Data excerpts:
+ + + +
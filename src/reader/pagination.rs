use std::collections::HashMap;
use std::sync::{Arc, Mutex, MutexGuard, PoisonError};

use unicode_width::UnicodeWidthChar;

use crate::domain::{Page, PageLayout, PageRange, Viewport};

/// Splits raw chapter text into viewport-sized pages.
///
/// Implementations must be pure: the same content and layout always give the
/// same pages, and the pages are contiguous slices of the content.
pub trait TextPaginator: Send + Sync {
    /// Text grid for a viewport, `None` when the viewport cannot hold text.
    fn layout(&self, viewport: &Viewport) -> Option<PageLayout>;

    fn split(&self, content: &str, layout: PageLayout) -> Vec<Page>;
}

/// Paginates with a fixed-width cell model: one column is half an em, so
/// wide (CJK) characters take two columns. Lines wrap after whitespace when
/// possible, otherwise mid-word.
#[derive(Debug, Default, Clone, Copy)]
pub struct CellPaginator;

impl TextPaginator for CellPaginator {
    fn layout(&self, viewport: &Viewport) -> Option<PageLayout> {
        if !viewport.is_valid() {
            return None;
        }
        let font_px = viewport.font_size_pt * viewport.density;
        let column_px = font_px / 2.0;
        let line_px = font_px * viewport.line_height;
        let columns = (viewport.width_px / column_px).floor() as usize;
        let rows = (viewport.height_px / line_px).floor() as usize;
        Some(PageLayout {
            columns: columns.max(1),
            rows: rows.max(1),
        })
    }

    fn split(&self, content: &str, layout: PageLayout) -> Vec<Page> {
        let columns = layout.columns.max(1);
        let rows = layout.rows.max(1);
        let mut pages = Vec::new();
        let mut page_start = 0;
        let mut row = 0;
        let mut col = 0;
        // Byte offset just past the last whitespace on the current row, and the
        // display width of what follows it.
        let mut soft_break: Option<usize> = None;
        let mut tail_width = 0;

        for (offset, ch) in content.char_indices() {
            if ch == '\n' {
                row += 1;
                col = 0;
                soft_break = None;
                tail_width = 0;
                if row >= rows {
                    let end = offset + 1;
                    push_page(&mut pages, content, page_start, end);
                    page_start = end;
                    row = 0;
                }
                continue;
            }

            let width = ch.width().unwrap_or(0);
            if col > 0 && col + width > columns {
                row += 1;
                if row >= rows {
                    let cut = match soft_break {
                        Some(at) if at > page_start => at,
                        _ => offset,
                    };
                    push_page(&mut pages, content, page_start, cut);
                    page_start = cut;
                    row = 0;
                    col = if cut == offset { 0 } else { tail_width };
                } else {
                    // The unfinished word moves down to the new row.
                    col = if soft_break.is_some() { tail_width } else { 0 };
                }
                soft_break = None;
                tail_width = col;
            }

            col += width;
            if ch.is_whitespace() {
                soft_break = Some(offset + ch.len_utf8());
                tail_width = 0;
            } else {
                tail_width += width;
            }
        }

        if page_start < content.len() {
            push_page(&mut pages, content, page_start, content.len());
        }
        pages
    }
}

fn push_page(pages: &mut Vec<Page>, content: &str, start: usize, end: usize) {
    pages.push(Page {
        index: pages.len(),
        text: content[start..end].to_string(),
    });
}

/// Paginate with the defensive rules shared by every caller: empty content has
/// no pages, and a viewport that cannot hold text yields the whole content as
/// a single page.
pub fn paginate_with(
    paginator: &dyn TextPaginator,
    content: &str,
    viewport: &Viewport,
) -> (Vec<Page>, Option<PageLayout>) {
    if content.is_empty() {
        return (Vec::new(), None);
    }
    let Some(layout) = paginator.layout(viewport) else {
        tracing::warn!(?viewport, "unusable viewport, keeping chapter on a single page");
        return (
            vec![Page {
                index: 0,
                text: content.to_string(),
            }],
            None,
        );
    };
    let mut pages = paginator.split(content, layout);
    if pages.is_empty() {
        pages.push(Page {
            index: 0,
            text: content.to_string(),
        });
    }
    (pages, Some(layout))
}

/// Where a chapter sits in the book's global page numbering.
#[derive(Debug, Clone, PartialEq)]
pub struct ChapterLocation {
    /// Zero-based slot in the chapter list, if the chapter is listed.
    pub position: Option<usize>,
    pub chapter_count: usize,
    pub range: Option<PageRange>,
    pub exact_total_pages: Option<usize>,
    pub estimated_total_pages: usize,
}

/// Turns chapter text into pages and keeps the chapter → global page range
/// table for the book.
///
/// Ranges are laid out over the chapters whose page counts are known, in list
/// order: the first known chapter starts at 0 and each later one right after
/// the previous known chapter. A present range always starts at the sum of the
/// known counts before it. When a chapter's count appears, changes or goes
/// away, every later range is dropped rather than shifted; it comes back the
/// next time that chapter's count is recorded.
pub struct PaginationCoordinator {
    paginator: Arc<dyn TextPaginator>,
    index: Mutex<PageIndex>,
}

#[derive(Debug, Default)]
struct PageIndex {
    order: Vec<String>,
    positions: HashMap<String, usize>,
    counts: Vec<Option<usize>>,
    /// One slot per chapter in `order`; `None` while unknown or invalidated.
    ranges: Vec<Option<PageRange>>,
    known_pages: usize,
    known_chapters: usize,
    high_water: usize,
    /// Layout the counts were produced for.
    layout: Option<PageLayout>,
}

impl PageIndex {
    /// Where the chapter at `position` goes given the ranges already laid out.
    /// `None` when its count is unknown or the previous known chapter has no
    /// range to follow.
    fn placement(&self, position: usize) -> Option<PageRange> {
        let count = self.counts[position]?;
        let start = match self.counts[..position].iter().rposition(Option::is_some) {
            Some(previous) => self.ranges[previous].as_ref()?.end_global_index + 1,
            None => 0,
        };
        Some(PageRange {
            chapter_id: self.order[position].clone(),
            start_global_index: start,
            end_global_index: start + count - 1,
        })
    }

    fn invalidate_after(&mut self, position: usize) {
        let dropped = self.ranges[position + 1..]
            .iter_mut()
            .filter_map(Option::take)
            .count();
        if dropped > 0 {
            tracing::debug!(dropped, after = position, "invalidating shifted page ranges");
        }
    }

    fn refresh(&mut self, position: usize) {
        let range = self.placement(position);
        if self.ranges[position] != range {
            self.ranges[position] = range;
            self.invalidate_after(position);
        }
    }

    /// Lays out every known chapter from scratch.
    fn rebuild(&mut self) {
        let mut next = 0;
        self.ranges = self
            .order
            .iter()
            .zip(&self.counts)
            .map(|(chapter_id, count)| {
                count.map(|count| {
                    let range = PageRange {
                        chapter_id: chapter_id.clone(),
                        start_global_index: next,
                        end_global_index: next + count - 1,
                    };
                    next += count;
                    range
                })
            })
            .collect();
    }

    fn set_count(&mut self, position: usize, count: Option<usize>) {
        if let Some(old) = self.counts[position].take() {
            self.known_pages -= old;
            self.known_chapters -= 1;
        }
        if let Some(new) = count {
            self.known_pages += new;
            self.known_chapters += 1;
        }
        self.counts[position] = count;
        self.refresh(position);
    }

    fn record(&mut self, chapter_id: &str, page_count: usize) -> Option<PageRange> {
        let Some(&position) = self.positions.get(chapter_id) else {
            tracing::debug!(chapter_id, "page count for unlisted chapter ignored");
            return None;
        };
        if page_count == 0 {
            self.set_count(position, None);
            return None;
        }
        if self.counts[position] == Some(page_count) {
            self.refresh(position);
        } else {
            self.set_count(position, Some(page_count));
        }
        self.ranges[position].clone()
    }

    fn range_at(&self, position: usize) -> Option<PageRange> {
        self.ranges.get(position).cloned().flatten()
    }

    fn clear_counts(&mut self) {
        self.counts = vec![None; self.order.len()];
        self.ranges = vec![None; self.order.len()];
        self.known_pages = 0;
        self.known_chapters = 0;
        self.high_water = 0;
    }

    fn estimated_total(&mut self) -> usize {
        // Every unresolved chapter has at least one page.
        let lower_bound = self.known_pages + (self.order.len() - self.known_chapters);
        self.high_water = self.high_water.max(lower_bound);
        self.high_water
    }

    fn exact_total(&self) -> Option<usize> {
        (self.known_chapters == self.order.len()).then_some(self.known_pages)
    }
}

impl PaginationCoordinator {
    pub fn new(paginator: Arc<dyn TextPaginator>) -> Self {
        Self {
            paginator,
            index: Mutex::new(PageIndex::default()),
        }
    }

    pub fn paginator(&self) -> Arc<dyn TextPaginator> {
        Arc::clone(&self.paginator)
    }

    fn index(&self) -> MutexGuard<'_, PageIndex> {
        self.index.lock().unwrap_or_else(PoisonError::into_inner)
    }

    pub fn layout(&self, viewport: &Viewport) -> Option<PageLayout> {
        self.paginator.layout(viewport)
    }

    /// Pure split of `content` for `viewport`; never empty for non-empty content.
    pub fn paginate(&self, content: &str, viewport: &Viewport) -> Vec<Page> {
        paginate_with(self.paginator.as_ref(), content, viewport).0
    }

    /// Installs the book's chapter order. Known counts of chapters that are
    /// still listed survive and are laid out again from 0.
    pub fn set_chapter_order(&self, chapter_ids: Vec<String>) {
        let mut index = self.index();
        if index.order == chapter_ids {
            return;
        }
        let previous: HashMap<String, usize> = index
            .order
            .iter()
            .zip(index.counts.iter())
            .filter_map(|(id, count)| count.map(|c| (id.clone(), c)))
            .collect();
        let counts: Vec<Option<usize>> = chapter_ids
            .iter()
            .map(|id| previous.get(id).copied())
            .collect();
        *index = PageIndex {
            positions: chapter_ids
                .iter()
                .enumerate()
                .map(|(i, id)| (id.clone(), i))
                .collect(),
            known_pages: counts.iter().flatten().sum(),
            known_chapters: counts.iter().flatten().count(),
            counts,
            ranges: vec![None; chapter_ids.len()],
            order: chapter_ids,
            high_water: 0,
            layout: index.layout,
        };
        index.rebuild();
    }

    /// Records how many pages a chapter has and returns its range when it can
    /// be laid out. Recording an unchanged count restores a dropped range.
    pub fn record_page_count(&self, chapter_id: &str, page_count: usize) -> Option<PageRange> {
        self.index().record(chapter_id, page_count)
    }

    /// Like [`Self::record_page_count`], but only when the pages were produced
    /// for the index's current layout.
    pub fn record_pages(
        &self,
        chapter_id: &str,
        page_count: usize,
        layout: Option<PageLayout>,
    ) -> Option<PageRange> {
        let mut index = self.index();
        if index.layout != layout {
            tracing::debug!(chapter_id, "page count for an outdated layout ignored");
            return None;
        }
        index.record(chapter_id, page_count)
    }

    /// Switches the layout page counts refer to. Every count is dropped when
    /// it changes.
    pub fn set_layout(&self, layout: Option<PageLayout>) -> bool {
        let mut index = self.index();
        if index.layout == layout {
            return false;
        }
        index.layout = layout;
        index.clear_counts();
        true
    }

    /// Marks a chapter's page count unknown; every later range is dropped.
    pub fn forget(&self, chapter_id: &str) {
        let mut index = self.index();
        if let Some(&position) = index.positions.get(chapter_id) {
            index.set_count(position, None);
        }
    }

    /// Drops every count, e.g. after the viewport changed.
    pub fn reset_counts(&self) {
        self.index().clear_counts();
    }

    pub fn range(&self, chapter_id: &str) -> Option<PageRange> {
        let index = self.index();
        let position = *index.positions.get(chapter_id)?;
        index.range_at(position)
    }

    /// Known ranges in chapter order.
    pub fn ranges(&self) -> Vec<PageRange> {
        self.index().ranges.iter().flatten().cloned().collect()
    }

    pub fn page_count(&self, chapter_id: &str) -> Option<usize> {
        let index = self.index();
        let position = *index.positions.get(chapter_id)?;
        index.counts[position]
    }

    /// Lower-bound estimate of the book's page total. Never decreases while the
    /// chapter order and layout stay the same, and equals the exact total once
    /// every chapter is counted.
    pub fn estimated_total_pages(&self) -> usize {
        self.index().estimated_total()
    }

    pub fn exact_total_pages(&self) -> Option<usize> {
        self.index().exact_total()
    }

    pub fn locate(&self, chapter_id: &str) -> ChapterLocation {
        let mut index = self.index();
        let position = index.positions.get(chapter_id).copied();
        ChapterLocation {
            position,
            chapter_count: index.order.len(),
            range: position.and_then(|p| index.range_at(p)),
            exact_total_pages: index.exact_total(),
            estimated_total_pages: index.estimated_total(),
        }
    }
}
+ + + +
■ **What is being asked**:
List every line from the entries above in which "take" appears.

■ **Written answer**:
/// wide (CJK) characters take two columns. Lines wrap after whitespace when
            .filter_map(Option::take)
        if let Some(old) = self.counts[position].take() {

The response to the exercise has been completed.